● Record set:
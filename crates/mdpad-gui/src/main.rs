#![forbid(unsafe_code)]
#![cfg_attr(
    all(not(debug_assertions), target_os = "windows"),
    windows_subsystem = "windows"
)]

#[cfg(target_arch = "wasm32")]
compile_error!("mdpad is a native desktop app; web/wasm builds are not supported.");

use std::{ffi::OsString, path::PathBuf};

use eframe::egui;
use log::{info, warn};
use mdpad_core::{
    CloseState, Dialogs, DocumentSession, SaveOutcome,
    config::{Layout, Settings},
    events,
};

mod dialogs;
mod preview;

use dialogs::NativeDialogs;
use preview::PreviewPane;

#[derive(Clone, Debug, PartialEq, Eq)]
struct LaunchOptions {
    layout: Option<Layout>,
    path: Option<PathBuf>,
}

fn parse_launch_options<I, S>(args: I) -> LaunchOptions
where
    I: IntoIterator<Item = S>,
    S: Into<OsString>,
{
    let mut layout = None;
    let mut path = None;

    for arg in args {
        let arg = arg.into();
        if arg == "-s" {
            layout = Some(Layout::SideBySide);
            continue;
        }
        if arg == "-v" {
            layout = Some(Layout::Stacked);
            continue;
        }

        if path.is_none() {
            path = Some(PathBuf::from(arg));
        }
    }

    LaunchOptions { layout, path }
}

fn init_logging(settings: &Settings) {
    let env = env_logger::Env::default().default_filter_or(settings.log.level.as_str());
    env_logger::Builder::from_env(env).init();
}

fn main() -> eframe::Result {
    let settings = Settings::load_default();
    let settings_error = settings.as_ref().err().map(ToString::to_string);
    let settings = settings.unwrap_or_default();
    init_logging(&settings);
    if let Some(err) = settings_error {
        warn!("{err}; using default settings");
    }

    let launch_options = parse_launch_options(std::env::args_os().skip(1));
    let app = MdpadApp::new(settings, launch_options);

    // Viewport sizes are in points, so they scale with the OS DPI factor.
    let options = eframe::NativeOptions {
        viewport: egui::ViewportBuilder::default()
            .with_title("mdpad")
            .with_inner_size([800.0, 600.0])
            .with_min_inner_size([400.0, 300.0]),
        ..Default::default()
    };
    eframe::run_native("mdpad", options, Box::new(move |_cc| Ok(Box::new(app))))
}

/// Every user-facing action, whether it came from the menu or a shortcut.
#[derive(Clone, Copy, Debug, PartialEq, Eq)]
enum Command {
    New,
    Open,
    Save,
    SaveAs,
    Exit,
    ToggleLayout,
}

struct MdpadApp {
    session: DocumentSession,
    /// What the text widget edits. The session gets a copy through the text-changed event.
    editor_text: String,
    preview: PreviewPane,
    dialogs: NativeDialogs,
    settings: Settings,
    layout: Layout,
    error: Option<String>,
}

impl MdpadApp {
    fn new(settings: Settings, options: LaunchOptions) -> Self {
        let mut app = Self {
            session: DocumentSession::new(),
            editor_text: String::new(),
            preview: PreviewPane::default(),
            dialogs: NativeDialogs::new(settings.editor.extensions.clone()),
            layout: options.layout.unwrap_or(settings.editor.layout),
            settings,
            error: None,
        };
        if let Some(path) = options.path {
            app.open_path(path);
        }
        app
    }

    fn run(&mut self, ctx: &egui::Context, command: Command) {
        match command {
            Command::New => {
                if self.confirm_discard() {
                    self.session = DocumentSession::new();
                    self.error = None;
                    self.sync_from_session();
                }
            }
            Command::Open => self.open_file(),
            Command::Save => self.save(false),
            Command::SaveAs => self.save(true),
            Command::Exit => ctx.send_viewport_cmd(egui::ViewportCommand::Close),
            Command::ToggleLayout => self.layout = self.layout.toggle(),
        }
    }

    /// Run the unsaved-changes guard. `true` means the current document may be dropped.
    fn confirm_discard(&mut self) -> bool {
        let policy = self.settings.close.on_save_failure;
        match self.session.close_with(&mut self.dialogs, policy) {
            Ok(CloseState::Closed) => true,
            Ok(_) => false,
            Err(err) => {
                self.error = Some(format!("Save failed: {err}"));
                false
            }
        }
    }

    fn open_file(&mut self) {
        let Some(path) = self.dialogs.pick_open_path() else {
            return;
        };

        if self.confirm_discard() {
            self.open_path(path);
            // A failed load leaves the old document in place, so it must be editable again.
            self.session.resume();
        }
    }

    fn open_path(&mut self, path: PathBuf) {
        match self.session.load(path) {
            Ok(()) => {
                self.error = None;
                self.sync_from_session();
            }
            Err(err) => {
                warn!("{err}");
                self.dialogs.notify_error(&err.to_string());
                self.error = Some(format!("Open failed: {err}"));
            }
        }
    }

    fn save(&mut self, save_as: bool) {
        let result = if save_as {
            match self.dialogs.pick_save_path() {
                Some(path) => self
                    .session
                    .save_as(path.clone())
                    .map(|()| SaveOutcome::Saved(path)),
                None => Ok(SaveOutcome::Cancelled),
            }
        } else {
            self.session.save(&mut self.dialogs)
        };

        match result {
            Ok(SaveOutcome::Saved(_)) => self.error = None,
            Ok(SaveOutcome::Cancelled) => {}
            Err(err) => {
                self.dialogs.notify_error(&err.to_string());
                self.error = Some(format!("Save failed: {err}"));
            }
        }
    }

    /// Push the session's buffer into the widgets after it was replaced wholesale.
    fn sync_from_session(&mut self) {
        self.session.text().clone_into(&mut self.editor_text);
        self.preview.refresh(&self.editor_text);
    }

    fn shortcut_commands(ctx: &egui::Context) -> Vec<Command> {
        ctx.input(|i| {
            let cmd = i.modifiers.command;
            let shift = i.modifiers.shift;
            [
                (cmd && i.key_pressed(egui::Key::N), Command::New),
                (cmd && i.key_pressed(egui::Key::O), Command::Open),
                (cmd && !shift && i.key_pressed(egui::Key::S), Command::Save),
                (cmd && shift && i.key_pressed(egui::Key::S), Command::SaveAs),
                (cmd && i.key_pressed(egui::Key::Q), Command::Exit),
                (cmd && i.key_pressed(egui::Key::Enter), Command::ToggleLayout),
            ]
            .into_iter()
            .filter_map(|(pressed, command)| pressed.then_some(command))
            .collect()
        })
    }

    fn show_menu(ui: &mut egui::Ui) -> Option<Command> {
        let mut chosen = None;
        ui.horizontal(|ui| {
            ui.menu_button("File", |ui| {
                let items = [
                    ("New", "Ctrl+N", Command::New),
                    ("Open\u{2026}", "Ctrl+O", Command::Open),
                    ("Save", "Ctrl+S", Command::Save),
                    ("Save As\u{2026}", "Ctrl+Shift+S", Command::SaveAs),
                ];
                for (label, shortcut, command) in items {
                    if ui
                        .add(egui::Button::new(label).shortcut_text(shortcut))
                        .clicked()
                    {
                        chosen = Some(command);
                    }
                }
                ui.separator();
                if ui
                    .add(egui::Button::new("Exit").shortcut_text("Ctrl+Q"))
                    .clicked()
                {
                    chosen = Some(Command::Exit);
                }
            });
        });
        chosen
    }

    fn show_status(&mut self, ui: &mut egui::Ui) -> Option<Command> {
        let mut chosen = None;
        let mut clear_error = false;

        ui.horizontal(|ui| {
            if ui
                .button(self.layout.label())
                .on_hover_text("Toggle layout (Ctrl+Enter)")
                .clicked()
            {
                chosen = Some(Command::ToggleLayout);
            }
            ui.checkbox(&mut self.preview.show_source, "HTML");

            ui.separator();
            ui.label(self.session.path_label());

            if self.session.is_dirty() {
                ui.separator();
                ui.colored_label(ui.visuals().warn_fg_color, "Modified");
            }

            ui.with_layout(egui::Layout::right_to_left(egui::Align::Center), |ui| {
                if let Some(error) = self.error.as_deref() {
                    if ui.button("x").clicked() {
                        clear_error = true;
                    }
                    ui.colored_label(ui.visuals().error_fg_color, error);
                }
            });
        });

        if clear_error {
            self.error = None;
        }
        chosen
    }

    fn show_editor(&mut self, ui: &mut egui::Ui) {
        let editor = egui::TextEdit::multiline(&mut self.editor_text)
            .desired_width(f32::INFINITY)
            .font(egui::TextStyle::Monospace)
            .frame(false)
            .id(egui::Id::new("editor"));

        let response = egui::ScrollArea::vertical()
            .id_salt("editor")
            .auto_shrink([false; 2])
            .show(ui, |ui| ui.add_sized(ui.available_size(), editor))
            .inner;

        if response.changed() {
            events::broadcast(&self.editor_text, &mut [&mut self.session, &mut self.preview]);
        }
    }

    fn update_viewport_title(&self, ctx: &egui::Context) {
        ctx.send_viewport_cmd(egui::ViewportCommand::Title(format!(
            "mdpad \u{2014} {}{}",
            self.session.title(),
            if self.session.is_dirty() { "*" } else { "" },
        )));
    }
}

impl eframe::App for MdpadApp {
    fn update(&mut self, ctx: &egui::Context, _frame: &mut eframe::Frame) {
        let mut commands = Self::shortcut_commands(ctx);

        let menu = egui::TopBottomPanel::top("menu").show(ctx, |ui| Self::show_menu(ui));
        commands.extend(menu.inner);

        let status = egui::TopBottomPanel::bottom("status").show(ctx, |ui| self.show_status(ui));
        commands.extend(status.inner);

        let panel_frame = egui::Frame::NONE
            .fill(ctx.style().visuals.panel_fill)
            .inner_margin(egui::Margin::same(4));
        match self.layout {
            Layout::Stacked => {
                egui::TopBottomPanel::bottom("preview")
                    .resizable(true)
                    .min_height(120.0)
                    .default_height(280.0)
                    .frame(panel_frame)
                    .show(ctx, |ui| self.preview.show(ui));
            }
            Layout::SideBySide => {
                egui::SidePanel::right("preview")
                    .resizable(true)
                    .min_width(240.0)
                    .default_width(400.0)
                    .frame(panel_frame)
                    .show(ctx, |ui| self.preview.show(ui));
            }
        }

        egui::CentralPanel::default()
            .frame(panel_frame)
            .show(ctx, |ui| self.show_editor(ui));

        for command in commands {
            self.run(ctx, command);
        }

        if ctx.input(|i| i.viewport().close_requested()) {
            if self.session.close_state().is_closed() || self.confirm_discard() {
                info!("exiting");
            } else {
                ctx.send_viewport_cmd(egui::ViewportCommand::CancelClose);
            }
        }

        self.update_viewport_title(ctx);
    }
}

● Problem details: When you find a line in the records that contains the word "Ctrl", copy it.

● Completed task:
                    ("New", "Ctrl+N", Command::New),
                    ("Open\u{2026}", "Ctrl+O", Command::Open),
                    ("Save", "Ctrl+S", Command::Save),
                    ("Save As\u{2026}", "Ctrl+Shift+S", Command::SaveAs),
                    .add(egui::Button::new("Exit").shortcut_text("Ctrl+Q"))
                .on_hover_text("Toggle layout (Ctrl+Enter)")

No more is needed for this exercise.